• [Exercise]: Only the lines from the one with "deduplicates and ranks." to the end of the data below should be returned, each exactly as it stands.

• [Source data]:
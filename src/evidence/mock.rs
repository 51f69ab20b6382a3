use async_trait::async_trait;

use super::error::EvidenceError;
use super::provider::EvidenceProvider;
use super::types::EvidenceItem;

/// Provider that returns a fixed list of items.
#[derive(Debug, Clone)]
pub struct StaticEvidenceProvider {
    name: String,
    items: Vec<EvidenceItem>,
}

impl StaticEvidenceProvider {
    pub fn new(name: impl Into<String>, items: Vec<EvidenceItem>) -> Self {
        Self {
            name: name.into(),
            items,
        }
    }
}

#[async_trait]
impl EvidenceProvider for StaticEvidenceProvider {
    fn name(&self) -> &str {
        &self.name
    }

    async fn gather(&self, _claim: &str) -> Result<Vec<EvidenceItem>, EvidenceError> {
        Ok(self.items.clone())
    }
}

/// Provider that always fails, for degradation-path tests.
#[derive(Debug, Clone)]
pub struct FailingEvidenceProvider {
    name: String,
}

impl FailingEvidenceProvider {
    pub fn new(name: impl Into<String>) -> Self {
        Self { name: name.into() }
    }
}

#[async_trait]
impl EvidenceProvider for FailingEvidenceProvider {
    fn name(&self) -> &str {
        &self.name
    }

    async fn gather(&self, _claim: &str) -> Result<Vec<EvidenceItem>, EvidenceError> {
        Err(EvidenceError::Unavailable {
            reason: "mock provider configured to fail".to_string(),
        })
    }
}

/// Provider that sleeps past any reasonable timeout before answering.
#[derive(Debug, Clone)]
pub struct HangingEvidenceProvider {
    name: String,
    delay: std::time::Duration,
    items: Vec<EvidenceItem>,
}

impl HangingEvidenceProvider {
    pub fn new(
        name: impl Into<String>,
        delay: std::time::Duration,
        items: Vec<EvidenceItem>,
    ) -> Self {
        Self {
            name: name.into(),
            delay,
            items,
        }
    }
}

#[async_trait]
impl EvidenceProvider for HangingEvidenceProvider {
    fn name(&self) -> &str {
        &self.name
    }

    async fn gather(&self, _claim: &str) -> Result<Vec<EvidenceItem>, EvidenceError> {
        tokio::time::sleep(self.delay).await;
        Ok(self.items.clone())
    }
}
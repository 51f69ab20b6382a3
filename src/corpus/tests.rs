use super::*;
use crate::hashing::statement_id;
use std::io::Write as _;

fn sample_record(statement: &str) -> CorpusRecord {
    CorpusRecord {
        id: statement_id(statement),
        statement: statement.to_string(),
        verdict: CorpusVerdict::True,
        source_name: "Reuters".to_string(),
        source_url: "https://www.reuters.com/fact-check/sample".to_string(),
        category: "science".to_string(),
    }
}

#[test]
fn test_from_records_accepts_valid_records() {
    let store = CorpusStore::from_records(vec![
        sample_record("Water boils at 100 degrees Celsius at sea level."),
        sample_record("The Earth orbits the Sun."),
    ])
    .expect("valid records");

    assert_eq!(store.len(), 2);
    assert!(!store.is_empty());
}

#[test]
fn test_from_records_rejects_empty_statement() {
    let mut record = sample_record("placeholder");
    record.statement = "   ".to_string();

    let result = CorpusStore::from_records(vec![record]);
    assert!(matches!(result, Err(CorpusError::EmptyStatement { index: 0 })));
}

#[test]
fn test_from_records_rejects_duplicate_ids() {
    let a = sample_record("The Earth orbits the Sun.");
    let b = a.clone();

    let result = CorpusStore::from_records(vec![a, b]);
    assert!(matches!(result, Err(CorpusError::DuplicateId { .. })));
}

#[test]
fn test_from_json_derives_missing_ids() {
    let json = r#"[
        {
            "statement": "The Earth orbits the Sun.",
            "verdict": "TRUE",
            "source_name": "NASA",
            "source_url": "https://www.nasa.gov/solar-system",
            "category": "science"
        }
    ]"#;

    let store = CorpusStore::from_json_str(json).expect("valid corpus JSON");
    assert_eq!(store.len(), 1);
    assert_eq!(
        store.records()[0].id,
        statement_id("The Earth orbits the Sun.")
    );
    assert_eq!(store.records()[0].verdict, CorpusVerdict::True);
}

#[test]
fn test_from_json_rejects_unknown_verdict() {
    let json = r#"[
        {
            "statement": "The Earth orbits the Sun.",
            "verdict": "PROBABLY",
            "source_name": "NASA",
            "source_url": "https://www.nasa.gov/solar-system",
            "category": "science"
        }
    ]"#;

    assert!(matches!(
        CorpusStore::from_json_str(json),
        Err(CorpusError::Parse { .. })
    ));
}

#[test]
fn test_load_round_trips_through_file() {
    let mut file = tempfile::NamedTempFile::new().expect("temp file");
    let json = r#"[
        {
            "statement": "Lightning never strikes the same place twice.",
            "verdict": "FALSE",
            "source_name": "National Weather Service",
            "source_url": "https://www.weather.gov/safety/lightning-myths",
            "category": "science"
        }
    ]"#;
    file.write_all(json.as_bytes()).expect("write corpus");

    let store = CorpusStore::load(file.path()).expect("load corpus");
    assert_eq!(store.len(), 1);
    assert_eq!(store.records()[0].verdict, CorpusVerdict::False);
}

#[test]
fn test_load_missing_file_is_io_error() {
    let result = CorpusStore::load(std::path::Path::new("/nonexistent/corpus.json"));
    assert!(matches!(result, Err(CorpusError::Io { .. })));
}

#[test]
fn test_get_by_id() {
    let store = CorpusStore::starter();
    let first = &store.records()[0];
    assert_eq!(store.get(first.id).map(|r| r.id), Some(first.id));
    assert!(store.get(u64::MAX).is_none());
}

#[test]
fn test_starter_corpus_is_valid_and_diverse() {
    let store = CorpusStore::starter();
    assert!(store.len() >= 10);

    let verdicts: std::collections::HashSet<_> = store
        .records()
        .iter()
        .map(|r| format!("{:?}", r.verdict))
        .collect();
    assert_eq!(verdicts.len(), 3, "starter corpus covers all three verdicts");

    for record in store.records() {
        assert!(!record.statement.trim().is_empty());
        assert!(record.source_url.starts_with("https://"));
    }
}
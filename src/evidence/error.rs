use thiserror::Error;

#[derive(Debug, Error)]
/// Errors returned by evidence providers.
pub enum EvidenceError {
    /// The provider endpoint could not be reached or returned a failure status.
    #[error("evidence request to '{url}' failed: {message}")]
    RequestFailed {
        /// Endpoint URL.
        url: String,
        /// Error message.
        message: String,
    },

    /// The provider responded with a body we could not interpret.
    #[error("invalid evidence response: {reason}")]
    InvalidResponse {
        /// What was wrong with the response.
        reason: String,
    },

    /// The provider is not configured or deliberately offline.
    #[error("evidence provider unavailable: {reason}")]
    Unavailable {
        /// Why the provider cannot serve requests.
        reason: String,
    },
}
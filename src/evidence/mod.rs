//! Evidence gathering and ranking.
//!
//! [`EvidenceAggregator`] combines corpus retrieval (vector index +
//! entailment classifier) with any number of external [`EvidenceProvider`]s
//! behind one [`EvidenceItem`] contract, then deduplicates and ranks.

pub mod aggregator;
pub mod error;
pub mod factcheck;
#[cfg(any(test, feature = "mock"))]
pub mod mock;
pub mod provider;
pub mod types;


pub use aggregator::{
    AggregateOutcome, AggregatorConfig, COMPONENT_CLASSIFIER, COMPONENT_EMBEDDING,
    COMPONENT_INDEX, EvidenceAggregator,
};
pub use error::EvidenceError;
pub use factcheck::FactCheckSearchProvider;
#[cfg(any(test, feature = "mock"))]
pub use mock::{FailingEvidenceProvider, HangingEvidenceProvider, StaticEvidenceProvider};
pub use provider::EvidenceProvider;
pub use types::{EvidenceItem, source_domain};
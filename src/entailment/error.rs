use thiserror::Error;

#[derive(Debug, Error)]
/// Errors returned by entailment classifiers.
pub enum EntailmentError {
    /// The inference endpoint could not be reached or returned a failure status.
    #[error("entailment request to '{url}' failed: {message}")]
    RequestFailed {
        /// Endpoint URL.
        url: String,
        /// Error message.
        message: String,
    },

    /// The endpoint responded with a body we could not interpret.
    #[error("invalid entailment response: {reason}")]
    InvalidResponse {
        /// What was wrong with the response.
        reason: String,
    },
}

• [Result below]:
//! behind one [`EvidenceItem`] contract, then deduplicates and ranks.

pub mod aggregator;
pub mod error;
pub mod factcheck;
#[cfg(any(test, feature = "mock"))]
pub mod mock;
pub mod provider;
pub mod types;


pub use aggregator::{
    AggregateOutcome, AggregatorConfig, COMPONENT_CLASSIFIER, COMPONENT_EMBEDDING,
    COMPONENT_INDEX, EvidenceAggregator,
};
pub use error::EvidenceError;
pub use factcheck::FactCheckSearchProvider;
#[cfg(any(test, feature = "mock"))]
pub use mock::{FailingEvidenceProvider, HangingEvidenceProvider, StaticEvidenceProvider};
pub use provider::EvidenceProvider;
pub use types::{EvidenceItem, source_domain};
filename src/entailment/error.rs
use thiserror::Error;

#[derive(Debug, Error)]
/// Errors returned by entailment classifiers.
pub enum EntailmentError {
    /// The inference endpoint could not be reached or returned a failure status.
    #[error("entailment request to '{url}' failed: {message}")]
    RequestFailed {
        /// Endpoint URL.
        url: String,
        /// Error message.
        message: String,
    },

    /// The endpoint responded with a body we could not interpret.
    #[error("invalid entailment response: {reason}")]
    InvalidResponse {
        /// What was wrong with the response.
        reason: String,
    },
}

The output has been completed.